L'hypothèse de Waldo
En 2016, Trump était l’opprimé dans la course. Hillary Clinton représentait le néolibéralisme le plus enraciné avec le progressisme du politiquement correct, aujourd'hui appelé réveillé, dans sa version la plus caricaturale. Autrement dit, dans votre version de établissement, toujours prêt à déshydrater les luttes sociales décisives d’une manière qui correspond à l’étiquette d’un produit marketing. Le féminisme Clinton, la condescendance envers le mouvement noir et la population dite « latino », la volonté de qualifier de « déplorables » ceux qui s’y opposent, de se placer dans le dôme de la supériorité morale et de la signalisation de la vertu étaient les caractéristiques centrales du féminisme de Clinton. Triade Clinton-Obama-Clinton, ceux qui ont poursuivi le travail de Ronald Reagan dans le domaine économique (comme Blair celui de Thatcher, selon elle), tolérant ou ne résistant pas aux oligarchies économiques, mais en en même temps, ils entretenaient une aura de progressisme culturel.

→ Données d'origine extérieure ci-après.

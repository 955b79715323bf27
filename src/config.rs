//! Locations of the two data files.

use std::path::{Path, PathBuf};

pub const MENU_FILE: &str = "menu.txt";
pub const CUSTOMERS_FILE: &str = "customers.txt";

/// Where the [`FlatFileStore`](crate::store::FlatFileStore) reads and writes.
///
/// The default places `menu.txt` and `customers.txt` in the working directory.
#[derive(Debug, Clone, PartialEq, Eq)]
pub struct StoreConfig {
    pub menu_path: PathBuf,
    pub customers_path: PathBuf,
}

impl StoreConfig {
    /// Both files inside `dir`, under their usual names.
    pub fn in_dir(dir: impl AsRef<Path>) -> Self {
        let dir = dir.as_ref();
        Self {
            menu_path: dir.join(MENU_FILE),
            customers_path: dir.join(CUSTOMERS_FILE),
        }
    }
}

impl Default for StoreConfig {
    fn default() -> Self {
        Self {
            menu_path: PathBuf::from(MENU_FILE),
            customers_path: PathBuf::from(CUSTOMERS_FILE),
        }
    }
}
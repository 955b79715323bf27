//! Error types for the order book.

use crate::model::OrderId;
use thiserror::Error;

/// Errors that can occur during order operations.
#[derive(Debug, Clone, Error, PartialEq)]
pub enum OrderError {
    /// The requested order was not found.
    #[error("Order not found: {0}")]
    NotFound(OrderId),

    /// An order must contain at least one item.
    #[error("No items selected")]
    NoItemsSelected,
}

À cette époque, beaucoup d’entre nous, confrontés à la perplexité quant au choix, ont compris qu’il y avait une demande pour quelqu’un qui briserait la bulle de protection de l’élite, apparaissant comme un outsider capable d’accumuler la révolte sociale, notamment face aux attitudes des puissants après la crise de 2008, survenue au lendemain du Printemps arabe, des révoltes en Europe – comme les indignés en Espagne et les soulèvements en Grèce –, de Juin 2013 au Brésil, en plus évidemment d’Occupy Wall Street lui-même, qui est passé par l’administration Obama de la même manière que 2013 est passé par Dilma (ou Haddad, localement) : comme rien. Tout comme Dilma s’est lancée en 2014 comme si de rien n’était – il suffit de faire une petite recherche empirique pour se souvenir de l’immense silence de ces élections de juin –, Hillary n’a pas non plus eu grand-chose à voir avec la rupture souhaitée entre les 99 % et les 1 %. de Wall Street.
Mais ni Trump ni Bolsonaro, élu deux ans plus tard, ne représentent réellement des forces antigouvernementales.établissement. En fait, c’est le contraire : si quelqu’un représente l’establishment dans sa forme la plus véhémente, cruelle et obtuse, c’est bien Trump et Bolsonaro. Trump est la force de l’élite parasite qui travaille peu et vit de l’humiliation des autres, une figure pop médiocre et explosive qui régurgite des atrocités en affichant sa place de blancheur et son héritage comme symboles de la prospérité nord-américaine de nature impériale. Bolsonaro, à son tour, est le miroir du militarisme de sous-sol, de la bande la plus pourrie de l'armée et de la police, impliquée dans mille entreprises nées de la violence extractive, depuis sa prise de fonction sous forme d'« accumulation primitive », sans formalisation, avec accaparement des terres urbaines et colonelisme – tout cela résumé dans la formule, peut-être trop faible, du « milicien ». Tony Stark aux États-Unis et Captain America au Brésil – le millionnaire et l’entêté – voilà comment fonctionne l’imaginaire de l’extrême droite qui cultive ces figures.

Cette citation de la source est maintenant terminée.